Presentation:
Leigh, a 36 year old computer engineer presented with gradually worsening low back pain. This had been going on for approximately 2-3 years.
Symptoms:
Leigh’s pain was described as “a deep, dull, ache”. While largely localised to the lumbo-sacral junction, it had recently begun to spread to the thoraco-lumbar region. There was no peripheralisation, Valsalva was negative and there were no Cauda Equina symptoms.
History:
The symptoms began very gradually over the previous 2-3 years. There was no obvious etiology and he had suffered no trauma. He had no prior history of illness but had been recently experiencing occasional fevers and bouts of photophobia. His GP had assessed this to be due a mild viral infection.

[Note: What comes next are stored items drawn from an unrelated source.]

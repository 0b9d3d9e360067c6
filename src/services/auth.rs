//! Built-in auth service
//!
//! Gives callers a way in: trade credentials for a token, inspect the
//! current identity, parse a token back into claims.

use serde_json::{json, Value};

use crate::service::options::OverrideOptions;
use crate::service::{CallValue, Service};

pub fn service() -> Service {
    Service::new("auth")
        .rpc(
            "whoami",
            OverrideOptions::new().force_res_object(false),
            |req| async move {
                let whoami = match &req.auth {
                    Some(auth) => auth.read().await.whoami(),
                    None => "nobody".to_string(),
                };
                Ok(CallValue::Value(json!(whoami)))
            },
        )
        .rpc(
            "authenticate",
            OverrideOptions::new().force_res_object(false),
            |req| async move {
                let auth = req
                    .auth
                    .clone()
                    .ok_or_else(|| crate::Error::Internal("auth session missing".into()))?;
                let tenant = req.arg_str(0).unwrap_or_default().to_string();
                let username = req.arg_str(1).unwrap_or_default().to_string();
                let password = req.arg_str(2).unwrap_or_default().to_string();

                let mut session = auth.write().await;
                session.login(&tenant, &username, &password).await?;
                let token = session
                    .token()
                    .map(|t| Value::String(t.to_string()))
                    .unwrap_or(Value::Null);
                Ok(CallValue::Value(token))
            },
        )
        .rpc(
            "parse_token",
            OverrideOptions::new().force_res_object(false),
            |req| async move {
                let auth = req
                    .auth
                    .clone()
                    .ok_or_else(|| crate::Error::Internal("auth session missing".into()))?;
                let token = req.arg_str(0).unwrap_or_default().to_string();
                let claims = auth.read().await.parse_token(&token);
                Ok(CallValue::Value(serde_json::to_value(claims)?))
            },
        )
}
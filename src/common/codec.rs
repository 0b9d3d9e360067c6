//! Tagged JSON codec for store values
//!
//! Values persisted to the shared store (cache entries, task results) carry
//! a `__type__` tag so envelopes and timestamps survive the round trip.
//! Decoded envelopes come back locked.

use chrono::{DateTime, Utc};
use serde_json::{json, Value};

use crate::common::envelope::Envelope;

const TYPE_KEY: &str = "__type__";
const TYPE_RESULT: &str = "Result";
const TYPE_DATETIME: &str = "datetime.isoformat";

/// A store value after tag resolution
#[derive(Debug, Clone, PartialEq)]
pub enum Decoded {
    Envelope(Envelope),
    Other(Value),
}

/// Canonical serialization: key-sorted, 2-space indent, trailing newline
pub fn dumps(value: &Value) -> String {
    let mut out = serde_json::to_string_pretty(value).unwrap_or_else(|_| "null".to_string());
    if !out.ends_with('\n') {
        out.push('\n');
    }
    out
}

/// Tag an envelope for storage
pub fn encode_envelope(envelope: &Envelope) -> Value {
    let mut value = envelope.to_value();
    if let Value::Object(ref mut map) = value {
        map.insert(TYPE_KEY.to_string(), Value::String(TYPE_RESULT.to_string()));
    }
    value
}

/// Tag a timestamp for storage
pub fn encode_datetime(dt: &DateTime<Utc>) -> Value {
    json!({
        TYPE_KEY: TYPE_DATETIME,
        "isoformat": dt.to_rfc3339(),
    })
}

/// Decode a tagged timestamp
pub fn decode_datetime(value: &Value) -> Option<DateTime<Utc>> {
    let map = value.as_object()?;
    if map.get(TYPE_KEY)?.as_str()? != TYPE_DATETIME {
        return None;
    }
    DateTime::parse_from_rfc3339(map.get("isoformat")?.as_str()?)
        .ok()
        .map(|dt| dt.with_timezone(&Utc))
}

/// Resolve the tag on a store value. Untagged values pass through.
pub fn decode(value: Value) -> Decoded {
    if let Value::Object(ref map) = value {
        if map.get(TYPE_KEY).and_then(Value::as_str) == Some(TYPE_RESULT) {
            let mut untagged = map.clone();
            untagged.remove(TYPE_KEY);
            if let Ok(envelope) = serde_json::from_value::<Envelope>(Value::Object(untagged)) {
                return Decoded::Envelope(envelope);
            }
        }
    }
    Decoded::Other(value)
}

#[cfg(test)]
mod tests {
    use super::*;
    use serde_json::json;

    #[test]
    fn test_envelope_tag_roundtrip() {
        let envelope = Envelope::success(json!([1, 2, 3]));
        let tagged = encode_envelope(&envelope);
        assert_eq!(tagged[TYPE_KEY], json!("Result"));

        match decode(tagged) {
            Decoded::Envelope(back) => {
                assert!(back.locked);
                assert_eq!(back.data, envelope.data);
                assert!(back.succeeded());
            }
            Decoded::Other(other) => panic!("expected envelope, got {other}"),
        }
    }

    #[test]
    fn test_untagged_passthrough() {
        let value = json!({"plain": true});
        assert_eq!(decode(value.clone()), Decoded::Other(value));
    }

    #[test]
    fn test_datetime_roundtrip() {
        let now = Utc::now();
        let tagged = encode_datetime(&now);
        let back = decode_datetime(&tagged).unwrap();
        assert_eq!(back.timestamp_millis(), now.timestamp_millis());
    }

    #[test]
    fn test_dumps_trailing_newline() {
        let out = dumps(&json!({"b": 1, "a": 2}));
        assert!(out.ends_with('\n'));
        assert!(out.find("\"a\"").unwrap() < out.find("\"b\"").unwrap());
    }
}
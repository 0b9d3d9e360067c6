//! Cluster coordination: heartbeat, master election, hot-reload detection

pub mod discovery;
pub mod runner;
pub mod state;

pub use discovery::ServiceStore;
pub use runner::Runner;
pub use state::{State, ACTIVE_THRESHOLD_SECS, MASTER_KEY, RESTART_KEY};
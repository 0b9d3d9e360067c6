//! Shared state store
//!
//! All cluster and cache state lives in one Redis-compatible key-value
//! store with TTL support. The `Store` trait is the seam: nodes get a
//! `RedisStore` from bootstrap, tests get a `MemoryStore`. Connections are
//! passed down explicitly; there is no process-global client.

use async_trait::async_trait;
use serde_json::Value;
use std::collections::HashMap;
use std::sync::Arc;
use tokio::sync::RwLock;

use crate::common::utils::epoch_secs;
use crate::Result;

/// Shared handle used throughout the crate
pub type SharedStore = Arc<dyn Store>;

/// Key-value store with TTL and key-pattern enumeration
#[async_trait]
pub trait Store: Send + Sync {
    async fn get_raw(&self, key: &str) -> Result<Option<String>>;

    async fn set_raw(&self, key: &str, value: &str) -> Result<()>;

    /// Set a TTL in seconds on an existing key
    async fn expire(&self, key: &str, secs: u64) -> Result<()>;

    /// Enumerate keys matching a glob pattern (`*` wildcards only)
    async fn keys(&self, pattern: &str) -> Result<Vec<String>>;

    async fn del(&self, key: &str) -> Result<()>;

    /// Get a key decoded as JSON; missing key yields `None`
    async fn get_json(&self, key: &str) -> Result<Option<Value>> {
        match self.get_raw(key).await? {
            Some(raw) => Ok(Some(serde_json::from_str(&raw)?)),
            None => Ok(None),
        }
    }

    /// Set a key to a JSON-encoded value
    async fn set_json(&self, key: &str, value: &Value) -> Result<()> {
        self.set_raw(key, &serde_json::to_string(value)?).await
    }
}

// === Redis backend ===

/// Store backed by a Redis server
#[derive(Clone)]
pub struct RedisStore {
    conn: redis::aio::ConnectionManager,
}

impl RedisStore {
    /// Connect to the store at `url` (e.g. `redis://127.0.0.1:6379/0`)
    pub async fn connect(url: &str) -> Result<Self> {
        let client = redis::Client::open(url)?;
        let conn = client.get_connection_manager().await?;
        Ok(Self { conn })
    }
}

#[async_trait]
impl Store for RedisStore {
    async fn get_raw(&self, key: &str) -> Result<Option<String>> {
        let mut conn = self.conn.clone();
        Ok(redis::AsyncCommands::get(&mut conn, key).await?)
    }

    async fn set_raw(&self, key: &str, value: &str) -> Result<()> {
        let mut conn = self.conn.clone();
        redis::AsyncCommands::set::<_, _, ()>(&mut conn, key, value).await?;
        Ok(())
    }

    async fn expire(&self, key: &str, secs: u64) -> Result<()> {
        let mut conn = self.conn.clone();
        redis::AsyncCommands::expire::<_, ()>(&mut conn, key, secs as i64).await?;
        Ok(())
    }

    async fn keys(&self, pattern: &str) -> Result<Vec<String>> {
        let mut conn = self.conn.clone();
        Ok(redis::AsyncCommands::keys(&mut conn, pattern).await?)
    }

    async fn del(&self, key: &str) -> Result<()> {
        let mut conn = self.conn.clone();
        redis::AsyncCommands::del::<_, ()>(&mut conn, key).await?;
        Ok(())
    }
}

// === In-memory backend ===

#[derive(Debug, Clone)]
struct MemoryEntry {
    value: String,
    expires_at: Option<u64>,
}

impl MemoryEntry {
    fn is_expired(&self) -> bool {
        matches!(self.expires_at, Some(deadline) if epoch_secs() >= deadline)
    }
}

/// In-memory store with per-key expiry, checked lazily on access.
///
/// Single-process only; used as the test double and for store-less
/// development runs.
#[derive(Default)]
pub struct MemoryStore {
    entries: RwLock<HashMap<String, MemoryEntry>>,
}

impl MemoryStore {
    pub fn new() -> Self {
        Self::default()
    }

    /// New store wrapped in the shared handle type
    pub fn shared() -> SharedStore {
        Arc::new(Self::new())
    }
}

#[async_trait]
impl Store for MemoryStore {
    async fn get_raw(&self, key: &str) -> Result<Option<String>> {
        let entries = self.entries.read().await;
        match entries.get(key) {
            Some(entry) if !entry.is_expired() => Ok(Some(entry.value.clone())),
            _ => Ok(None),
        }
    }

    async fn set_raw(&self, key: &str, value: &str) -> Result<()> {
        let mut entries = self.entries.write().await;
        entries.insert(
            key.to_string(),
            MemoryEntry {
                value: value.to_string(),
                expires_at: None,
            },
        );
        Ok(())
    }

    async fn expire(&self, key: &str, secs: u64) -> Result<()> {
        let mut entries = self.entries.write().await;
        if let Some(entry) = entries.get_mut(key) {
            entry.expires_at = Some(epoch_secs() + secs);
        }
        Ok(())
    }

    async fn keys(&self, pattern: &str) -> Result<Vec<String>> {
        let entries = self.entries.read().await;
        Ok(entries
            .iter()
            .filter(|(key, entry)| !entry.is_expired() && glob_match(pattern, key))
            .map(|(key, _)| key.clone())
            .collect())
    }

    async fn del(&self, key: &str) -> Result<()> {
        let mut entries = self.entries.write().await;
        entries.remove(key);
        Ok(())
    }
}

/// Match a key against a `*`-only glob pattern
fn glob_match(pattern: &str, key: &str) -> bool {
    let parts: Vec<&str> = pattern.split('*').collect();
    if parts.len() == 1 {
        return pattern == key;
    }

    let mut rest = key;
    for (i, part) in parts.iter().enumerate() {
        if part.is_empty() {
            continue;
        }
        if i == 0 {
            match rest.strip_prefix(part) {
                Some(after) => rest = after,
                None => return false,
            }
        } else if i == parts.len() - 1 {
            return rest.ends_with(part);
        } else {
            match rest.find(part) {
                Some(pos) => rest = &rest[pos + part.len()..],
                None => return false,
            }
        }
    }
    // Pattern ended with '*'
    true
}

#[cfg(test)]
mod tests {
    use super::*;
    use serde_json::json;

    #[test]
    fn test_glob_match() {
        assert!(glob_match("cluster:nodes:*:last_seen", "cluster:nodes:a.1:last_seen"));
        assert!(!glob_match("cluster:nodes:*:last_seen", "cluster:nodes:a.1:started"));
        assert!(glob_match("cache:svc:*", "cache:svc:abc123:data"));
        assert!(glob_match("exact", "exact"));
        assert!(!glob_match("exact", "exact:no"));
    }

    #[tokio::test]
    async fn test_memory_roundtrip() {
        let store = MemoryStore::new();
        store.set_json("k", &json!({"a": 1})).await.unwrap();
        assert_eq!(store.get_json("k").await.unwrap(), Some(json!({"a": 1})));
        assert_eq!(store.get_json("missing").await.unwrap(), None);

        store.del("k").await.unwrap();
        assert_eq!(store.get_json("k").await.unwrap(), None);
    }

    #[tokio::test]
    async fn test_memory_expiry() {
        let store = MemoryStore::new();
        store.set_raw("k", "v").await.unwrap();
        // Zero TTL expires on the next read
        store.expire("k", 0).await.unwrap();
        assert_eq!(store.get_raw("k").await.unwrap(), None);
        assert!(store.keys("*").await.unwrap().is_empty());
    }

    #[tokio::test]
    async fn test_memory_keys() {
        let store = MemoryStore::new();
        store.set_raw("cluster:nodes:a:last_seen", "1").await.unwrap();
        store.set_raw("cluster:nodes:b:last_seen", "2").await.unwrap();
        store.set_raw("cluster:master_node", "a").await.unwrap();

        let mut keys = store.keys("cluster:nodes:*:last_seen").await.unwrap();
        keys.sort();
        assert_eq!(
            keys,
            vec!["cluster:nodes:a:last_seen", "cluster:nodes:b:last_seen"]
        );
    }
}
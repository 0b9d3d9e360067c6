//! CLI for cluster operations

use std::sync::Arc;

use clap::{Parser, Subcommand};
use gantry::cluster::{State, ACTIVE_THRESHOLD_SECS, MASTER_KEY, RESTART_KEY};
use gantry::common::auth::{forge_token, SECRET_STORE_KEY};
use gantry::common::{Config, RedisStore, SharedStore};
use serde_json::json;

#[derive(Parser)]
#[command(name = "gantry")]
#[command(about = "gantry cluster administration CLI")]
#[command(version)]
struct Cli {
    /// Config file path
    #[arg(long, short = 'c')]
    config: Option<String>,

    #[command(subcommand)]
    command: Commands,
}

#[derive(Subcommand)]
enum Commands {
    /// Show active nodes and the current master
    Status,

    /// Mint a token for an identity
    ForgeToken {
        /// Tenant ID
        #[arg(long)]
        tenant: String,

        /// Username
        #[arg(long, default_value = "SYSTEM")]
        username: String,

        /// Roles (comma-separated)
        #[arg(long, value_delimiter = ',')]
        roles: Vec<String>,
    },

    /// Store the cluster-wide token-signing secret
    SetSecret {
        secret: String,
    },

    /// Ask every node to rebuild its services
    Restart,
}

#[tokio::main]
async fn main() -> anyhow::Result<()> {
    tracing_subscriber::fmt::init();

    let cli = Cli::parse();
    let config = Config::load(cli.config.as_deref())?;
    let store: SharedStore = Arc::new(RedisStore::connect(&config.store_url).await?);

    match cli.command {
        Commands::Status => {
            let state = State::new(store.clone(), &config);
            let nodes = state.get_active_nodes(ACTIVE_THRESHOLD_SECS).await?;
            let master = store.get_raw(MASTER_KEY).await?;

            println!("Cluster: {}", config.cluster_id);
            println!("Master:  {}", master.as_deref().unwrap_or("(none)"));
            println!("Active nodes ({}):", nodes.len());
            for (age, node_id) in nodes {
                println!("  {:<32} seen {:.1}s ago", node_id, age);
            }
        }

        Commands::ForgeToken {
            tenant,
            username,
            roles,
        } => {
            let secret = match config.secret_key {
                Some(secret) => secret,
                None => store
                    .get_raw(SECRET_STORE_KEY)
                    .await?
                    .ok_or_else(|| anyhow::anyhow!("no secret configured or stored"))?,
            };
            let token = forge_token(&secret, &tenant, &username, &roles)?;
            println!("{token}");
        }

        Commands::SetSecret { secret } => {
            store.set_raw(SECRET_STORE_KEY, &secret).await?;
            println!("Secret stored");
        }

        Commands::Restart => {
            store.set_json(RESTART_KEY, &json!(true)).await?;
            println!("Restart flagged; nodes will rebuild on their next tick");
        }
    }

    Ok(())
}
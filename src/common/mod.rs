//! Common utilities and types shared across gantry

pub mod auth;
pub mod codec;
pub mod config;
pub mod envelope;
pub mod error;
pub mod store;
pub mod utils;

pub use auth::{forge_token, parse_token, Auth, Claims};
pub use config::Config;
pub use envelope::Envelope;
pub use error::{Error, Result};
pub use store::{MemoryStore, RedisStore, SharedStore, Store};
pub use utils::{content_hash, epoch, epoch_secs, file_hash, short_hostname};
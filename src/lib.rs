//! # gantry
//!
//! Middleware and cluster coordination for cooperating service nodes:
//! - Every exposed operation runs through a fixed shim pipeline
//!   (auth, threading, caching, response normalization)
//! - Nodes heartbeat and elect a master through a shared key-value store
//! - Service backing files are polled for changes to trigger hot reloads
//!
//! ## Architecture
//!
//! ```text
//! ┌──────────────┐   ┌──────────────┐   ┌──────────────┐
//! │   Node 1     │   │   Node 2     │   │   Node 3     │
//! │  dispatcher  │   │  dispatcher  │   │  dispatcher  │
//! │  + shims     │   │  + shims     │   │  + shims     │
//! └──────┬───────┘   └──────┬───────┘   └──────┬───────┘
//!        │    heartbeats / election / cache    │
//!        └──────────────────┼──────────────────┘
//!                  ┌────────▼────────┐
//!                  │  shared store   │
//!                  │ (Redis, TTLs)   │
//!                  └─────────────────┘
//! ```
//!
//! ## Usage
//!
//! ### Start a node
//! ```bash
//! gantry-node serve --node node-1 --cluster prod --autoreload
//! ```
//!
//! ### Use the CLI
//! ```bash
//! # Cluster overview
//! gantry status
//!
//! # Mint a token
//! gantry forge-token --tenant acme --username alice --roles admin
//!
//! # Ask every node to rebuild its services
//! gantry restart
//! ```

pub mod cluster;
pub mod common;
pub mod service;
pub mod services;

// Re-export commonly used types
pub use common::{Config, Envelope, Error, Result};
pub use service::{CallValue, Dispatcher, Service};

/// Current version
pub const VERSION: &str = env!("CARGO_PKG_VERSION");

/// Build info
pub const BUILD_INFO: &str = concat!(env!("CARGO_PKG_VERSION"), " (", env!("CARGO_PKG_NAME"), ")");
//! Service and operation model
//!
//! A `Service` is a named bundle of operations (RPC-, HTTP- and
//! timer-style). Operations carry their override options from registration
//! time; every invocation goes through the shim pipeline in
//! [`shim`](crate::service::shim) via the [`Dispatcher`].

pub mod dispatch;
pub mod options;
pub mod shim;

use std::collections::HashMap;
use std::path::PathBuf;
use std::sync::Arc;
use std::time::Duration;

use futures_util::future::BoxFuture;
use serde_json::{Map, Value};

use crate::common::auth::{Auth, TOKEN_CONTEXT_KEY};
use crate::common::envelope::Envelope;
use crate::common::store::SharedStore;
use crate::common::utils::short_hostname;
use crate::service::options::OverrideOptions;
use crate::Result;

pub use dispatch::Dispatcher;
pub use options::StrOrList;

/// Shared auth session handle; the pipeline may swap the identity mid-call
pub type AuthHandle = Arc<tokio::sync::RwLock<Auth>>;

/// What an operation may return
#[derive(Debug, Clone)]
pub enum CallValue {
    /// The canonical envelope
    Envelope(Envelope),
    /// An HTTP-style reply; passes through response normalization untouched
    Http(HttpReply),
    /// A bare success flag
    Bool(bool),
    /// Any other payload
    Value(Value),
}

impl From<Envelope> for CallValue {
    fn from(envelope: Envelope) -> Self {
        CallValue::Envelope(envelope)
    }
}

impl From<Value> for CallValue {
    fn from(value: Value) -> Self {
        CallValue::Value(value)
    }
}

impl From<bool> for CallValue {
    fn from(flag: bool) -> Self {
        CallValue::Bool(flag)
    }
}

/// `(status, headers, body)` triple produced by HTTP-style operations
#[derive(Debug, Clone)]
pub struct HttpReply {
    pub status: u16,
    pub headers: Vec<(String, String)>,
    pub body: Value,
}

impl HttpReply {
    pub fn new(status: u16, body: impl Into<Value>) -> Self {
        Self {
            status,
            headers: Vec::new(),
            body: body.into(),
        }
    }

    pub fn with_header(mut self, name: impl Into<String>, value: impl Into<String>) -> Self {
        self.headers.push((name.into(), value.into()));
        self
    }
}

/// Mutable per-call context data, shared between the pipeline and nested
/// dispatches (carries the caller's auth token, impersonated or not).
#[derive(Clone, Default)]
pub struct ContextData(Arc<std::sync::RwLock<HashMap<String, String>>>);

impl ContextData {
    pub fn new() -> Self {
        Self::default()
    }

    pub fn from_token(token: Option<String>) -> Self {
        let ctx = Self::new();
        if let Some(token) = token {
            ctx.insert(TOKEN_CONTEXT_KEY, token);
        }
        ctx
    }

    pub fn get(&self, key: &str) -> Option<String> {
        self.0.read().ok().and_then(|map| map.get(key).cloned())
    }

    pub fn insert(&self, key: &str, value: impl Into<String>) {
        if let Ok(mut map) = self.0.write() {
            map.insert(key.to_string(), value.into());
        }
    }

    /// The auth token entry, if any
    pub fn token(&self) -> Option<String> {
        self.get(TOKEN_CONTEXT_KEY)
    }
}

/// One invocation's inputs and dependencies
#[derive(Clone)]
pub struct CallRequest {
    pub args: Vec<Value>,
    pub kwargs: Map<String, Value>,
    pub context: ContextData,
    pub auth: Option<AuthHandle>,
    pub store: SharedStore,
    dispatcher: Option<Arc<Dispatcher>>,
}

impl CallRequest {
    pub fn new(store: SharedStore) -> Self {
        Self {
            args: Vec::new(),
            kwargs: Map::new(),
            context: ContextData::new(),
            auth: None,
            store,
            dispatcher: None,
        }
    }

    pub fn with_args(mut self, args: Vec<Value>) -> Self {
        self.args = args;
        self
    }

    pub fn with_kwargs(mut self, kwargs: Map<String, Value>) -> Self {
        self.kwargs = kwargs;
        self
    }

    pub fn with_context(mut self, context: ContextData) -> Self {
        self.context = context;
        self
    }

    pub fn with_auth(mut self, auth: AuthHandle) -> Self {
        self.auth = Some(auth);
        self
    }

    pub(crate) fn with_dispatcher(mut self, dispatcher: Arc<Dispatcher>) -> Self {
        self.dispatcher = Some(dispatcher);
        self
    }

    pub fn arg(&self, index: usize) -> Option<&Value> {
        self.args.get(index)
    }

    pub fn arg_str(&self, index: usize) -> Option<&str> {
        self.arg(index).and_then(Value::as_str)
    }

    pub fn kwarg(&self, key: &str) -> Option<&Value> {
        self.kwargs.get(key)
    }

    pub fn kwarg_str(&self, key: &str) -> Option<&str> {
        self.kwarg(key).and_then(Value::as_str)
    }

    /// Invoke another operation, propagating this call's context data
    /// (nested calls inherit an impersonated identity).
    pub async fn dispatch(
        &self,
        service: &str,
        method: &str,
        args: Vec<Value>,
        kwargs: Map<String, Value>,
    ) -> Result<CallValue> {
        let dispatcher = self
            .dispatcher
            .clone()
            .ok_or_else(|| crate::Error::Internal("no dispatcher attached to call".into()))?;
        dispatcher
            .call(service, method, args, kwargs, self.context.clone())
            .await
    }
}

/// Boxed operation handler
pub type Handler = Arc<dyn Fn(CallRequest) -> BoxFuture<'static, Result<CallValue>> + Send + Sync>;

/// How an operation is exposed
#[derive(Debug, Clone, PartialEq)]
pub enum OperationKind {
    Rpc,
    Http { method: String, path: String },
    Timer { interval: Duration },
}

/// A callable exposed to external callers
#[derive(Clone)]
pub struct Operation {
    pub service: String,
    pub name: String,
    pub kind: OperationKind,
    pub options: OverrideOptions,
    handler: Handler,
}

impl Operation {
    pub fn service_id(&self) -> String {
        format!("{}.{}", self.service, self.name)
    }

    pub fn invoke(&self, request: CallRequest) -> BoxFuture<'static, Result<CallValue>> {
        (self.handler)(request)
    }
}

impl std::fmt::Debug for Operation {
    fn fmt(&self, f: &mut std::fmt::Formatter<'_>) -> std::fmt::Result {
        f.debug_struct("Operation")
            .field("service", &self.service)
            .field("name", &self.name)
            .field("kind", &self.kind)
            .finish()
    }
}

/// A named bundle of operations, optionally backed by a watchable file
#[derive(Clone)]
pub struct Service {
    pub name: String,
    pub source: Option<PathBuf>,
    pub operations: Vec<Arc<Operation>>,
}

impl Service {
    /// New service; every service exposes `is_service_available`.
    pub fn new(name: impl Into<String>) -> Self {
        let name = name.into();
        let service = Self {
            name: name.clone(),
            source: None,
            operations: Vec::new(),
        };
        service.rpc("is_service_available", OverrideOptions::new(), move |_req| {
            let name = name.clone();
            async move {
                Ok(CallValue::Envelope(Envelope::success(serde_json::json!({
                    "message": format!("The {} service is available and responding!", name),
                    "server": short_hostname(),
                }))))
            }
        })
    }

    pub fn source(mut self, path: impl Into<PathBuf>) -> Self {
        self.source = Some(path.into());
        self
    }

    fn add<F, Fut>(mut self, name: &str, kind: OperationKind, options: OverrideOptions, f: F) -> Self
    where
        F: Fn(CallRequest) -> Fut + Send + Sync + 'static,
        Fut: std::future::Future<Output = Result<CallValue>> + Send + 'static,
    {
        let handler: Handler = Arc::new(move |request| Box::pin(f(request)));
        self.operations.push(Arc::new(Operation {
            service: self.name.clone(),
            name: name.to_string(),
            kind,
            options,
            handler,
        }));
        self
    }

    /// Register an RPC-style operation
    pub fn rpc<F, Fut>(self, name: &str, options: OverrideOptions, f: F) -> Self
    where
        F: Fn(CallRequest) -> Fut + Send + Sync + 'static,
        Fut: std::future::Future<Output = Result<CallValue>> + Send + 'static,
    {
        self.add(name, OperationKind::Rpc, options, f)
    }

    /// Register an HTTP-style operation
    pub fn http<F, Fut>(
        self,
        method: &str,
        path: &str,
        name: &str,
        options: OverrideOptions,
        f: F,
    ) -> Self
    where
        F: Fn(CallRequest) -> Fut + Send + Sync + 'static,
        Fut: std::future::Future<Output = Result<CallValue>> + Send + 'static,
    {
        self.add(
            name,
            OperationKind::Http {
                method: method.to_uppercase(),
                path: path.to_string(),
            },
            options,
            f,
        )
    }

    /// Register a timer-style operation, ticked by the runner
    pub fn timer<F, Fut>(
        self,
        name: &str,
        interval: Duration,
        options: OverrideOptions,
        f: F,
    ) -> Self
    where
        F: Fn(CallRequest) -> Fut + Send + Sync + 'static,
        Fut: std::future::Future<Output = Result<CallValue>> + Send + 'static,
    {
        self.add(name, OperationKind::Timer { interval }, options, f)
    }
}

#[cfg(test)]
mod tests {
    use super::*;
    use crate::common::store::MemoryStore;
    use serde_json::json;

    #[test]
    fn test_service_has_availability_op() {
        let service = Service::new("demo");
        assert_eq!(service.operations.len(), 1);
        assert_eq!(service.operations[0].name, "is_service_available");
        assert_eq!(service.operations[0].kind, OperationKind::Rpc);
    }

    #[test]
    fn test_operation_service_id() {
        let service = Service::new("demo").rpc("ping", OverrideOptions::new(), |_req| async {
            Ok(CallValue::Bool(true))
        });
        assert_eq!(service.operations[1].service_id(), "demo.ping");
    }

    #[tokio::test]
    async fn test_invoke_handler_directly() {
        let service = Service::new("demo").rpc("echo", OverrideOptions::new(), |req| async move {
            Ok(CallValue::Value(req.arg(0).cloned().unwrap_or(Value::Null)))
        });
        let request =
            CallRequest::new(MemoryStore::shared()).with_args(vec![json!("hello")]);
        let op = &service.operations[1];
        match op.invoke(request).await.unwrap() {
            CallValue::Value(value) => assert_eq!(value, json!("hello")),
            other => panic!("unexpected value: {other:?}"),
        }
    }

    #[test]
    fn test_context_data_token() {
        let ctx = ContextData::from_token(Some("tok".to_string()));
        assert_eq!(ctx.token().as_deref(), Some("tok"));
        ctx.insert(TOKEN_CONTEXT_KEY, "tok2");
        assert_eq!(ctx.token().as_deref(), Some("tok2"));
    }
}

He was on no regular medication.
Examination:
Leigh was slightly overweight, with a stocky build. His cervical ranges of motion were all normal and pain free. His lumbar ranges of motion were slightly reduced by stiffness in the mid-range with a soft end-range restriction due to pain. This was largely around the lumbo-sacral region.
Orthopaedic:
All orthopaedic tests were unremarkable with the exception of the Supported Adam’s Test (Belt Test) which indicated some restriction in the sacro-iliac joints.
Neurological Examination:
All cranial nerves tests were normal and bilaterally equal, as were all peripheral neurological tests.
What Is Your Provisional Diagnosis?
If You Have A Differential Diagnosis or Diagnoses, What Is It (or They)?
What Further Tests (if any) Would You Do?
Is This A Chiropractic Case?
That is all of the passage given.